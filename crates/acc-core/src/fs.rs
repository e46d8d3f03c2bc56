//! Filesystem seam used by planning, execution and backup.
//!
//! [`DiskFs`] is the production implementation. [`MemoryFs`] keeps the whole
//! tree in memory and can inject I/O failures, so every step of a sync can be
//! exercised without touching disk.

use crate::io;
use std::cell::{Cell, RefCell};
use std::collections::{BTreeMap, BTreeSet};
use std::io::{Error, ErrorKind, Result};
use std::path::{Path, PathBuf};

pub trait Fs {
    /// True if a file or directory exists at `path`.
    fn exists(&self, path: &Path) -> bool;

    fn read(&self, path: &Path) -> Result<Vec<u8>>;

    fn create_dir_all(&self, path: &Path) -> Result<()>;

    /// Write `data` to `path`, replacing any existing file.
    fn write(&self, path: &Path, data: &[u8]) -> Result<()>;

    /// Write `data` to `path`; fails with `AlreadyExists` if a file is there.
    fn write_new(&self, path: &Path, data: &[u8]) -> Result<()>;

    fn rename(&self, from: &Path, to: &Path) -> Result<()>;

    fn remove_dir_all(&self, path: &Path) -> Result<()>;

    fn set_readonly(&self, path: &Path) -> Result<()>;

    /// Names of the immediate children of a directory.
    fn list_dir(&self, path: &Path) -> Result<Vec<String>>;
}

// ---------------------------------------------------------------------------
// DiskFs
// ---------------------------------------------------------------------------

#[derive(Debug, Default, Clone, Copy)]
pub struct DiskFs;

impl Fs for DiskFs {
    fn exists(&self, path: &Path) -> bool {
        path.exists()
    }

    fn read(&self, path: &Path) -> Result<Vec<u8>> {
        std::fs::read(path)
    }

    fn create_dir_all(&self, path: &Path) -> Result<()> {
        io::ensure_dir(path)
    }

    fn write(&self, path: &Path, data: &[u8]) -> Result<()> {
        io::atomic_write(path, data)
    }

    fn write_new(&self, path: &Path, data: &[u8]) -> Result<()> {
        io::atomic_write_new(path, data)
    }

    fn rename(&self, from: &Path, to: &Path) -> Result<()> {
        std::fs::rename(from, to)
    }

    fn remove_dir_all(&self, path: &Path) -> Result<()> {
        std::fs::remove_dir_all(path)
    }

    fn set_readonly(&self, path: &Path) -> Result<()> {
        io::set_readonly(path)
    }

    fn list_dir(&self, path: &Path) -> Result<Vec<String>> {
        let mut names = Vec::new();
        for entry in std::fs::read_dir(path)? {
            names.push(entry?.file_name().to_string_lossy().into_owned());
        }
        names.sort();
        Ok(names)
    }
}

// ---------------------------------------------------------------------------
// MemoryFs
// ---------------------------------------------------------------------------

type FaultMatcher = Box<dyn Fn(&Path) -> bool>;

struct Fault {
    matches: FaultMatcher,
    allow: usize,
    kind: ErrorKind,
}

/// In-memory filesystem. Single-threaded, like the sync itself.
#[derive(Default)]
pub struct MemoryFs {
    files: RefCell<BTreeMap<PathBuf, Vec<u8>>>,
    dirs: RefCell<BTreeSet<PathBuf>>,
    readonly: RefCell<BTreeSet<PathBuf>>,
    writes: RefCell<Vec<PathBuf>>,
    fault: RefCell<Option<Fault>>,
    matched: Cell<usize>,
}

impl MemoryFs {
    pub fn new() -> Self {
        Self::default()
    }

    /// Seed a file, creating its parent directories. Not recorded as a write.
    pub fn insert(&self, path: impl Into<PathBuf>, data: impl Into<Vec<u8>>) {
        let path = path.into();
        if let Some(parent) = path.parent() {
            self.add_dirs(parent);
        }
        self.files.borrow_mut().insert(path, data.into());
    }

    /// Content of a file, if present.
    pub fn get(&self, path: impl AsRef<Path>) -> Option<Vec<u8>> {
        self.files.borrow().get(path.as_ref()).cloned()
    }

    /// All files at or below `root`, keyed by full path.
    pub fn files_under(&self, root: impl AsRef<Path>) -> BTreeMap<PathBuf, Vec<u8>> {
        let root = root.as_ref();
        self.files
            .borrow()
            .iter()
            .filter(|(p, _)| p.starts_with(root))
            .map(|(p, d)| (p.clone(), d.clone()))
            .collect()
    }

    /// Every path written so far, in order, including failed attempts.
    pub fn writes(&self) -> Vec<PathBuf> {
        self.writes.borrow().clone()
    }

    pub fn is_readonly(&self, path: impl AsRef<Path>) -> bool {
        self.readonly.borrow().contains(path.as_ref())
    }

    /// Make mutating calls on paths accepted by `matches` fail with `kind`
    /// once `allow` of them have succeeded.
    pub fn fail_after<F>(&self, allow: usize, kind: ErrorKind, matches: F)
    where
        F: Fn(&Path) -> bool + 'static,
    {
        self.matched.set(0);
        *self.fault.borrow_mut() = Some(Fault {
            matches: Box::new(matches),
            allow,
            kind,
        });
    }

    pub fn clear_fault(&self) {
        *self.fault.borrow_mut() = None;
    }

    fn check_fault(&self, path: &Path) -> Result<()> {
        let fault = self.fault.borrow();
        let Some(fault) = fault.as_ref() else {
            return Ok(());
        };
        if !(fault.matches)(path) {
            return Ok(());
        }
        let seen = self.matched.get();
        self.matched.set(seen + 1);
        if seen >= fault.allow {
            return Err(Error::new(
                fault.kind,
                format!("injected failure at {}", path.display()),
            ));
        }
        Ok(())
    }

    fn add_dirs(&self, path: &Path) {
        let mut dirs = self.dirs.borrow_mut();
        for ancestor in path.ancestors() {
            if ancestor.as_os_str().is_empty() {
                continue;
            }
            dirs.insert(ancestor.to_path_buf());
        }
    }

    fn is_dir(&self, path: &Path) -> bool {
        self.dirs.borrow().contains(path)
    }

    fn put(&self, path: &Path, data: &[u8], replace: bool) -> Result<()> {
        self.writes.borrow_mut().push(path.to_path_buf());
        self.check_fault(path)?;
        let parent_ok = match path.parent() {
            Some(p) if !p.as_os_str().is_empty() => self.is_dir(p),
            _ => true,
        };
        if !parent_ok {
            return Err(Error::new(
                ErrorKind::NotFound,
                format!("parent directory missing for {}", path.display()),
            ));
        }
        if self.is_dir(path) {
            return Err(Error::new(
                ErrorKind::Other,
                format!("{} is a directory", path.display()),
            ));
        }
        let mut files = self.files.borrow_mut();
        if !replace && files.contains_key(path) {
            return Err(Error::new(
                ErrorKind::AlreadyExists,
                format!("{} already exists", path.display()),
            ));
        }
        files.insert(path.to_path_buf(), data.to_vec());
        Ok(())
    }
}

impl Fs for MemoryFs {
    fn exists(&self, path: &Path) -> bool {
        self.files.borrow().contains_key(path) || self.is_dir(path)
    }

    fn read(&self, path: &Path) -> Result<Vec<u8>> {
        self.files.borrow().get(path).cloned().ok_or_else(|| {
            Error::new(ErrorKind::NotFound, format!("{} not found", path.display()))
        })
    }

    fn create_dir_all(&self, path: &Path) -> Result<()> {
        if self.is_dir(path) {
            return Ok(());
        }
        self.check_fault(path)?;
        if self.files.borrow().contains_key(path) {
            return Err(Error::new(
                ErrorKind::AlreadyExists,
                format!("{} is a file", path.display()),
            ));
        }
        self.add_dirs(path);
        Ok(())
    }

    fn write(&self, path: &Path, data: &[u8]) -> Result<()> {
        self.put(path, data, true)
    }

    fn write_new(&self, path: &Path, data: &[u8]) -> Result<()> {
        self.put(path, data, false)
    }

    fn rename(&self, from: &Path, to: &Path) -> Result<()> {
        self.check_fault(to)?;
        if !self.exists(from) {
            return Err(Error::new(
                ErrorKind::NotFound,
                format!("{} not found", from.display()),
            ));
        }
        if self.exists(to) {
            return Err(Error::new(
                ErrorKind::AlreadyExists,
                format!("{} already exists", to.display()),
            ));
        }
        let rebase = |p: &Path| to.join(p.strip_prefix(from).unwrap_or(p));

        let mut files = self.files.borrow_mut();
        let moved: Vec<PathBuf> = files
            .keys()
            .filter(|p| p.starts_with(from))
            .cloned()
            .collect();
        for old in moved {
            if let Some(data) = files.remove(&old) {
                files.insert(rebase(&old), data);
            }
        }
        drop(files);

        let mut readonly = self.readonly.borrow_mut();
        let moved: Vec<PathBuf> = readonly
            .iter()
            .filter(|p| p.starts_with(from))
            .cloned()
            .collect();
        for old in moved {
            readonly.remove(&old);
            readonly.insert(rebase(&old));
        }
        drop(readonly);

        let mut dirs = self.dirs.borrow_mut();
        let moved: Vec<PathBuf> = dirs.iter().filter(|p| p.starts_with(from)).cloned().collect();
        for old in moved {
            dirs.remove(&old);
            dirs.insert(rebase(&old));
        }
        drop(dirs);
        if let Some(parent) = to.parent() {
            self.add_dirs(parent);
        }
        Ok(())
    }

    fn remove_dir_all(&self, path: &Path) -> Result<()> {
        if !self.is_dir(path) {
            return Err(Error::new(
                ErrorKind::NotFound,
                format!("{} not found", path.display()),
            ));
        }
        self.files.borrow_mut().retain(|p, _| !p.starts_with(path));
        self.readonly.borrow_mut().retain(|p| !p.starts_with(path));
        self.dirs.borrow_mut().retain(|p| !p.starts_with(path));
        Ok(())
    }

    fn set_readonly(&self, path: &Path) -> Result<()> {
        if !self.files.borrow().contains_key(path) {
            return Err(Error::new(
                ErrorKind::NotFound,
                format!("{} not found", path.display()),
            ));
        }
        self.readonly.borrow_mut().insert(path.to_path_buf());
        Ok(())
    }

    fn list_dir(&self, path: &Path) -> Result<Vec<String>> {
        if !self.is_dir(path) {
            return Err(Error::new(
                ErrorKind::NotFound,
                format!("{} not found", path.display()),
            ));
        }
        let child_name = |p: &PathBuf| -> Option<String> {
            if p.parent() == Some(path) {
                p.file_name().map(|n| n.to_string_lossy().into_owned())
            } else {
                None
            }
        };
        let mut names: BTreeSet<String> = self.files.borrow().keys().filter_map(child_name).collect();
        names.extend(self.dirs.borrow().iter().filter_map(child_name));
        Ok(names.into_iter().collect())
    }
}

==========

** DIRECTIONS FOR THIS TASK **
Look through the entries above. Extract each line with the word "Option".

** EXERCISE OUTPUT **
    fault: RefCell<Option<Fault>>,
    pub fn get(&self, path: impl AsRef<Path>) -> Option<Vec<u8>> {
        let child_name = |p: &PathBuf| -> Option<String> {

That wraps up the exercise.